Any person who has experienced the horror, confusion and pain of having a family member who is addicted to drugs knows what it means to feel out of control. By its nature, addiction is a destroyer of families. If you love an addict, chances are you've been lied to, stolen from, abandoned by or abused by someone you once trusted. Given time, addiction leaves the family feeling powerless, exhausted, and without hope for a solution. You aren't alone. A 2010 study conducted by the United Nations estimates that 27 million people worldwide abuse drugs.
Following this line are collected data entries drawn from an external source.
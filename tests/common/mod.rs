//! Shared fixtures for the integration tests: snapshot pages of the common
//! banner shapes plus a pattern database seeded with a known platform.
#![allow(dead_code)]

use std::collections::VecDeque;
use std::sync::{Arc, Mutex};

use async_trait::async_trait;
use serde_json::json;

use bannersense::actuate::{PageDriver, PointerStep};
use bannersense::dom::{DomSnapshot, NodeId};
use bannersense::patterns::{CmpSelectors, KnownCmp, PatternDb};
use bannersense::session::{BannerActuated, BannerObserved, Notifier};

/// Builtin database plus a seeded OneTrust entry.
pub fn seeded_db() -> PatternDb {
    let mut db = PatternDb::builtin();
    db.known_cmps.push(KnownCmp {
        name: "OneTrust".to_string(),
        selectors: CmpSelectors {
            banner: vec!["#onetrust-banner-sdk".to_string()],
            accept_button: vec!["#onetrust-accept-btn-handler".to_string()],
            reject_button: vec!["#onetrust-reject-all-handler".to_string()],
        },
    });
    db
}

pub fn find_by_id(snap: &DomSnapshot, id: &str) -> NodeId {
    snap.document_order()
        .find(|&n| snap.node(n).attrs.id.as_deref() == Some(id))
        .unwrap_or_else(|| panic!("no element #{id} in fixture"))
}

/// Scenario A: a OneTrust banner matching the seeded platform entry.
pub fn onetrust_page() -> DomSnapshot {
    DomSnapshot::from_value(json!({
        "viewport": {"width": 1280.0, "height": 800.0},
        "root": {"tag": "body", "children": [
            {"tag": "div", "attrs": {"id": "onetrust-banner-sdk"},
             "style": {"position": "fixed", "zIndex": 2147483645},
             "rect": {"x": 0.0, "y": 650.0, "width": 1280.0, "height": 150.0},
             "text": "We use cookies to personalize content and analyze traffic.",
             "children": [
                {"tag": "button", "attrs": {"id": "onetrust-accept-btn-handler"},
                 "rect": {"width": 140.0, "height": 40.0}, "text": "Accept All Cookies"},
                {"tag": "button", "attrs": {"id": "onetrust-pc-btn-handler"},
                 "rect": {"width": 140.0, "height": 40.0}, "text": "Cookie Settings"}
             ]}
        ]}
    }))
    .unwrap()
}

/// Scenario B: anonymous fixed footer banner with accept/decline buttons.
pub fn footer_page() -> DomSnapshot {
    DomSnapshot::from_value(json!({
        "viewport": {"width": 1280.0, "height": 800.0},
        "root": {"tag": "body", "children": [
            {"tag": "main", "rect": {"width": 1280.0, "height": 800.0},
             "text": "Ordinary page content."},
            {"tag": "div", "attrs": {"id": "notice"},
             "style": {"position": "fixed", "zIndex": 9999},
             "rect": {"x": 0.0, "y": 710.0, "width": 1280.0, "height": 90.0},
             "text": "We use cookies to improve your experience.",
             "children": [
                {"tag": "button", "attrs": {"id": "ok"},
                 "rect": {"width": 100.0, "height": 36.0}, "text": "Accept"},
                {"tag": "button", "attrs": {"id": "nope"},
                 "rect": {"width": 100.0, "height": 36.0}, "text": "Decline"}
             ]}
        ]}
    }))
    .unwrap()
}

/// Scenario C: nothing consent-related anywhere.
pub fn empty_page() -> DomSnapshot {
    DomSnapshot::from_value(json!({
        "viewport": {"width": 1280.0, "height": 800.0},
        "root": {"tag": "body", "children": [
            {"tag": "main", "rect": {"width": 1280.0, "height": 800.0},
             "text": "Just an article about baking bread.",
             "children": [
                {"tag": "button", "rect": {"width": 90.0, "height": 30.0}, "text": "Subscribe"}
             ]}
        ]}
    }))
    .unwrap()
}

/// Scenario D: banner only inside a shadow root two levels deep.
pub fn shadow_page() -> DomSnapshot {
    DomSnapshot::from_value(json!({
        "viewport": {"width": 1280.0, "height": 800.0},
        "root": {"tag": "body", "children": [
            {"tag": "div", "attrs": {"id": "widget-host"}, "shadow": [
                {"tag": "div", "attrs": {"id": "inner-host"},
                 "rect": {"width": 900.0, "height": 400.0},
                 "shadow": [
                    {"tag": "div", "attrs": {"id": "shadow-banner"},
                     "rect": {"width": 700.0, "height": 180.0},
                     "text": "This site uses cookies; manage your consent preferences.",
                     "children": [
                        {"tag": "button", "attrs": {"id": "shadow-accept"},
                         "rect": {"width": 110.0, "height": 36.0}, "text": "Accept"}
                     ]}
                 ]}
            ]}
        ]}
    }))
    .unwrap()
}

/// Scenario E: accept control present, no reject control anywhere.
pub fn accept_only_page() -> DomSnapshot {
    DomSnapshot::from_value(json!({
        "viewport": {"width": 1280.0, "height": 800.0},
        "root": {"tag": "body", "children": [
            {"tag": "div", "attrs": {"id": "banner"},
             "style": {"position": "fixed", "zIndex": 5000},
             "rect": {"x": 0.0, "y": 700.0, "width": 1280.0, "height": 100.0},
             "text": "Cookies make this site work; accepting is the only option we offer.",
             "children": [
                {"tag": "button", "attrs": {"id": "only-accept"},
                 "rect": {"width": 110.0, "height": 36.0}, "text": "Accept cookies"}
             ]}
        ]}
    }))
    .unwrap()
}

/// Driver that serves a scripted sequence of snapshots and records every
/// dispatched pointer event. The last snapshot repeats once the script
/// runs out.
pub struct ScriptedDriver {
    snapshots: VecDeque<DomSnapshot>,
    last: DomSnapshot,
    domain: String,
    pub dispatched: Vec<(NodeId, PointerStep)>,
}

impl ScriptedDriver {
    pub fn new(snapshots: Vec<DomSnapshot>, domain: impl Into<String>) -> Self {
        let mut snapshots: VecDeque<DomSnapshot> = snapshots.into();
        let last = snapshots
            .back()
            .cloned()
            .unwrap_or_else(|| empty_page());
        if snapshots.len() == 1 {
            // A single entry acts as the steady state.
            snapshots.clear();
        }
        Self {
            snapshots,
            last,
            domain: domain.into(),
            dispatched: Vec::new(),
        }
    }
}

#[async_trait]
impl PageDriver for ScriptedDriver {
    async fn capture(&mut self) -> anyhow::Result<DomSnapshot> {
        match self.snapshots.pop_front() {
            Some(snapshot) => {
                self.last = snapshot.clone();
                Ok(snapshot)
            }
            None => Ok(self.last.clone()),
        }
    }

    async fn dispatch(&mut self, target: NodeId, step: PointerStep) -> anyhow::Result<()> {
        self.dispatched.push((target, step));
        Ok(())
    }

    fn domain(&self) -> &str {
        &self.domain
    }
}

/// Notifier that collects everything it is handed, through a shared handle
/// the test keeps after the session takes ownership.
#[derive(Clone, Default)]
pub struct NotificationLog {
    pub observed: Arc<Mutex<Vec<BannerObserved>>>,
    pub actuated: Arc<Mutex<Vec<BannerActuated>>>,
}

pub struct CollectingNotifier(pub NotificationLog);

#[async_trait]
impl Notifier for CollectingNotifier {
    async fn banner_observed(&mut self, event: BannerObserved) -> anyhow::Result<()> {
        self.0.observed.lock().unwrap().push(event);
        Ok(())
    }

    async fn banner_actuated(&mut self, event: BannerActuated) -> anyhow::Result<()> {
        self.0.actuated.lock().unwrap().push(event);
        Ok(())
    }
}

/// Notifier whose delivery always fails; cycles must shrug it off.
pub struct FailingNotifier;

#[async_trait]
impl Notifier for FailingNotifier {
    async fn banner_observed(&mut self, _: BannerObserved) -> anyhow::Result<()> {
        anyhow::bail!("statistics endpoint unreachable")
    }

    async fn banner_actuated(&mut self, _: BannerActuated) -> anyhow::Result<()> {
        anyhow::bail!("statistics endpoint unreachable")
    }
}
There is hope, and there are options. If the addict in your family is ready to admit that his drug use is a problem and prepared to start on the road to recovery, one option is admittance to a drug rehabilitation facility. Rehab facilities come in many shapes and sizes, but taking a little bit of time to do some research will make it easier to choose and utilize the benefits available for both the addict and his family.
Know all of your options
Depending on your location, there are likely several options for facilities within a reasonable radius of your home. The US Department of Health and Human Services has a website with a locater application that allows you to search all licensed drug treatment facilities by location. If you aren't in the United States, search the web or ask for resources at your local hospital. http://findtreatment.samhsa.gov/TreatmentLocator/faces/about.jspx
Ask about the rules
Different drug rehabilitation centers have different criteria for admittance. Some require a period of sobriety while others require the patient to go through the detoxification process in their facility. Some offer 28-day programs, while others offer programs lasting for years. Some centers are smoke-free, and others offer smoking areas. Some allow visitors and phone calls, and some have specific restrictions and policies in place. Find out all you can about the facility you are considering (usually these types of answers are listed on their websites), and make sure it coincides with your family's expectations.
Know the philosophical foundation of the facility
Because addiction touches so many lives, there are a wide range of ideologies about getting sober. Religion-based programs, 12-step programs, and holistic-health programs are all very common. There are also some experimental treatment options out there, as well. You want to make a choice that lines up with your family's core beliefs.
Be leery of big promises for big money
If your loved one is ready to take this step, don't be worried that your family will have to go bankrupt in the process. Recovery is big business these days. There are some options that offer designer treatment at designer prices, but all that glitters is not gold. The addict you love stands the best chance of long-term sobriety if he is willing to do the work. There are many options; some insurance companies cover all or a portion of drug treatment expenses. A number of private facilities offer sliding scale rates and many government-funded or non-profit facilities are high-quality options.
Take advantage of the education
Most rehab facilities are storehouses of the most current studies and research on addiction. It can be useful to begin to understand how the addicted brain works. Once you've selected a facility, ask questions about what information and resources are available for family members.
Attend family sessions
It is a common belief of psychologists that addiction is a family disease. Many rehab facilities offer family sessions where the addict can work in groups or one-on-one with her family to work through issues, triggers and life-long patterns that may contribute to potential relapse. These sessions can be powerfully healing, and are another opportunity to network with other families who are trying to find a solution, which leads me to"
Create your own support network
Close family members and friends of an addict are also in need of recovery. Years of the torment of addiction can do significant damage. It helps to have supporters who have walked in your shoes and have found hope. "Families in recovery rediscover the simple truth that their own lives have value - independent of the status of their loved one's addiction problems," says Beverly Conyers, author of Addict in the Family.
No rehabilitation center is a cure-all
Prepare yourself for the fact that admittance into a drug treatment facility is not a "silver bullet" solution. Some addicts spend a lifetime in and out of rehab facilities. The success rate of any addict's recovery is entirely dependent on his or her willingness to participate in the process both before and after treatment.
Family members can help their addicted loved one most by working on healing from the devastating emotional impact of addiction. You'll then be in a much better place to offer support to the addict you love. "In the experience of most of the people I've talked with, the family's recovery often coincides with or precedes the recovery of the addicted individual," says Conyers. The great news is that every day thousands of addicts break the chains and find freedom again. There is hope.